Edward stood in the doorway, transfixed at the sight of Arabella with his son cradled in her arms. There was something so intimate, so ethereal about the scene that he found it difficult to look at the expression of wonder on Arabella’s face. He hesitated a moment, watching as the flickering light from the fire shone on her hair, which hung loose and fell over her face as she bent over his son. He admired the colour and the texture. Her body had the requisite warm softness and she still had the firm-fleshed litheness of youth, the languid grace which awoke his all-too-easily-awakened carnality.
She was unaware of his presence until he walked quietly into the room and stood looking down at her.
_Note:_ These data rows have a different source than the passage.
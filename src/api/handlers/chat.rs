//! Chat retrieval and catalog maintenance handlers
use axum::extract::State;
use axum::Json;
use tracing::info;

use super::api_error;
use super::ApiError;
use super::AppState;
use crate::api::types::*;
use crate::rag::Retrieval;
use crate::rag::RetrievalQuery;

/// Route a chat message and return the context and prompt for it
pub async fn chat(
    State(state): State<AppState>,
    Json(req): Json<ChatRequest>,
) -> Result<Json<ApiResponse<Retrieval>>, ApiError> {
    info!("POST /api/chat: {}", req.message);

    let top_k = state.top_k(req.top_k).map_err(|e| api_error(&e))?;
    let query = RetrievalQuery {
        message: req.message,
        cart_items: req.cart_items,
        top_k,
    };
    let retrieval = state
        .service
        .retrieve(&query)
        .await
        .map_err(|e| api_error(&e))?;

    Ok(Json(ApiResponse::success(retrieval)))
}

/// Rebuild the product index from the configured catalog
pub async fn reload_catalog(
    State(state): State<AppState>,
) -> Result<Json<ApiResponse<ReloadResponse>>, ApiError> {
    info!("POST /api/reload");

    let products = state
        .service
        .reload_catalog(state.config.catalog_path())
        .await
        .map_err(|e| api_error(&e))?;

    Ok(Json(ApiResponse::success(ReloadResponse { products })))
}
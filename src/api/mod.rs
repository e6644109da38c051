//! HTTP API serving product search and chat retrieval

pub mod handlers;
pub mod routes;
pub mod server;
pub mod types;

pub use server::build_app;
pub use server::serve_api;
use serde::Deserialize;
use serde::Serialize;
use serde_json::Map;
use serde_json::Value;

/// A catalog product as supplied by the storefront export.
///
/// Only `title` and `content` are interpreted; every other field (price,
/// url, image, ...) is carried in `extra` and passed through untouched.
#[derive(Debug, Clone, PartialEq, Serialize, Deserialize)]
pub struct ProductRecord {
    pub title: String,
    #[serde(default, deserialize_with = "null_as_empty")]
    pub content: String,
    #[serde(flatten)]
    pub extra: Map<String, Value>,
}

impl ProductRecord {
    pub fn new(title: impl Into<String>, content: impl Into<String>) -> Self {
        Self {
            title: title.into(),
            content: content.into(),
            extra: Map::new(),
        }
    }

    /// Attach an opaque pass-through field
    #[must_use]
    pub fn with_field(mut self, key: impl Into<String>, value: impl Into<Value>) -> Self {
        self.extra.insert(key.into(), value.into());
        self
    }

    /// String value of a pass-through field, if present
    pub fn field_str(&self, key: &str) -> Option<&str> {
        self.extra.get(key).and_then(Value::as_str)
    }

    /// Text that is tokenized for lexical ranking
    pub fn searchable_text(&self) -> String {
        format!("{} {}", self.title, self.content)
    }
}

fn null_as_empty<'de, D>(deserializer: D) -> Result<String, D::Error>
where
    D: serde::Deserializer<'de>,
{
    Ok(Option::<String>::deserialize(deserializer)?.unwrap_or_default())
}

/// A product returned by a search, with its blended relevance score.
#[derive(Debug, Clone, PartialEq, Serialize, Deserialize)]
pub struct ScoredResult {
    #[serde(flatten)]
    pub record: ProductRecord,
    pub score: f64,
}

/// Per-product score components for one query.
#[derive(Debug, Clone, Copy, PartialEq, Serialize, Deserialize)]
pub struct ScoreBreakdown {
    /// Position of the product in the catalog
    pub index: usize,
    pub lexical: f64,
    pub fuzzy: f64,
    pub score: f64,
}

/// Product card the assistant is asked to fill in its answer
#[derive(Debug, Clone, PartialEq, Eq, Serialize, Deserialize)]
pub struct ProductDetails {
    pub name: String,
    pub price: String,
    pub description: String,
    pub image_url: String,
    pub url: String,
}

impl ProductDetails {
    /// Build a product card from a catalog record's pass-through fields
    pub fn from_record(record: &ProductRecord) -> Self {
        let field = |keys: &[&str]| {
            keys.iter()
                .find_map(|key| record.field_str(key))
                .unwrap_or_default()
                .to_string()
        };

        Self {
            name: record.title.clone(),
            price: field(&["price"]),
            description: record.content.clone(),
            image_url: field(&["image_url", "image"]),
            url: field(&["url"]),
        }
    }
}

/// Structured answer expected back from the language model
#[derive(Debug, Clone, PartialEq, Serialize, Deserialize)]
pub struct ChatResponse {
    pub message: String,
    #[serde(default)]
    pub product_details: Option<Vec<ProductDetails>>,
    #[serde(default)]
    pub order_status: bool,
}

#[derive(Debug, Clone, PartialEq, Serialize, Deserialize)]
pub struct AgentResponse {
    pub response: ChatResponse,
}
use clap::Parser;
use shoprag::cli::*;
use shoprag::config::AppConfig;
use shoprag::config::ConfigSource;
use shoprag::Result;

#[tokio::main]
async fn main() -> Result<()> {
    let cli = Cli::parse();

    // Load configuration
    let source = cli
        .config
        .clone()
        .map_or_else(ConfigSource::locate, ConfigSource::File);
    let config = AppConfig::load_from(&source)?;

    // Initialize logging
    if cli.verbose {
        shoprag::logging::init_logging_with_level("debug")?;
    } else {
        shoprag::logging::init_logging_with_config(&config.logging)?;
    }
    source.log();

    // Execute the requested command
    let outcome = match cli.command {
        Commands::Search {
            query,
            top_k,
            explain,
            json,
        } => handle_search(&config, query, top_k, explain, json).await,
        Commands::Products { limit } => handle_list_products(&config, limit).await,
        Commands::Route { message } => handle_route(message).await,
        Commands::Context {
            message,
            top_k,
            cart_items,
            prompt,
        } => handle_context(&config, message, top_k, cart_items, prompt).await,
        Commands::Serve {
            host,
            port,
            no_cors,
        } => handle_serve_api(&config, host, port, no_cors).await,
        Commands::Config => handle_config_command(&config).await,
    };

    if let Err(e) = outcome {
        print_error(&e.to_string());
        std::process::exit(1);
    }
    Ok(())
}
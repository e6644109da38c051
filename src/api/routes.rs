//! API route definitions

use axum::routing::get;
use axum::routing::post;
use axum::Router;

use super::handlers::AppState;
use super::handlers::{self};

/// Create RESTful API router
pub fn api_routes(state: AppState) -> Router {
    Router::new()
        // Health check
        .route("/health", get(handlers::health))
        // Catalog
        .route("/products", get(handlers::list_products))
        .route("/reload", post(handlers::reload_catalog))
        // Retrieval
        .route("/search", get(handlers::search_products))
        .route("/chat", post(handlers::chat))
        .with_state(state)
}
She started, clearly surprised to see him there.
‘Edward!’ she gasped, her eyes flitting from him to his son, hot colour springing to her cheeks, as though she had been caught out in some misdeed. ‘I—I heard him crying. His nurse is asleep and I did not wish to wake her. See, he is asleep now.’
A ghost of a smile lit his face—his expression softened slightly. ‘How could he not be, cradled in such soft arms? Here, let me take him.’
‘Don’t wake him.’
With infinite care Edward took his son from her and carried him to the bed, placing him beneath the covers. His face was creased with concentration as he performed his task. He stood looking down at him for a moment before moving back to Arabella.
‘Dickon is a lovely boy,’ Arabella said. ‘He favours you.’
‘Yes, I know. I thought I would look in on him before I go to bed. Arabella, I wish to apologise.’
Standing up, she studied him, her eyes, big and luminous in her pale face, inquisitive but cautious. Her head was raised proudly as she looked at him, keeping her hands folded tightly before her. ‘Apologise? For what? That you renounced your promise to me for another woman, or that you have disturbed me here at Bircot Hall?’
‘Both, I suppose,’ he said, combing his hair back from his brow with his fingers. ‘I wronged you, Arabella. I acknowledge it freely. I swear to you—’
‘Oh, no! Do not swear! When you came here you no doubt thought I was ready to forget and forgive what you did to me. In all that has happened in the intervening years, I believe I had forgotten—but you reminded me the moment you walked in the door.’ She gave him a level stare and, not knowing that her words were like knives being thrown at him, she said, ‘There was a time when I trusted you. I was so young and filled with girlish fantasies that I believed we could build a happy life together—something quite wonderful. But you, ruled by an overweening arrogance and pride, betrayed me. I can only say how glad I am that you strayed before we spoke our vows. It spared me a lot of heartache. I weathered the pity of my friends and family because I had lost my intended husband. The humiliation would have been intolerable indeed had you begun an affair when I became your wife.’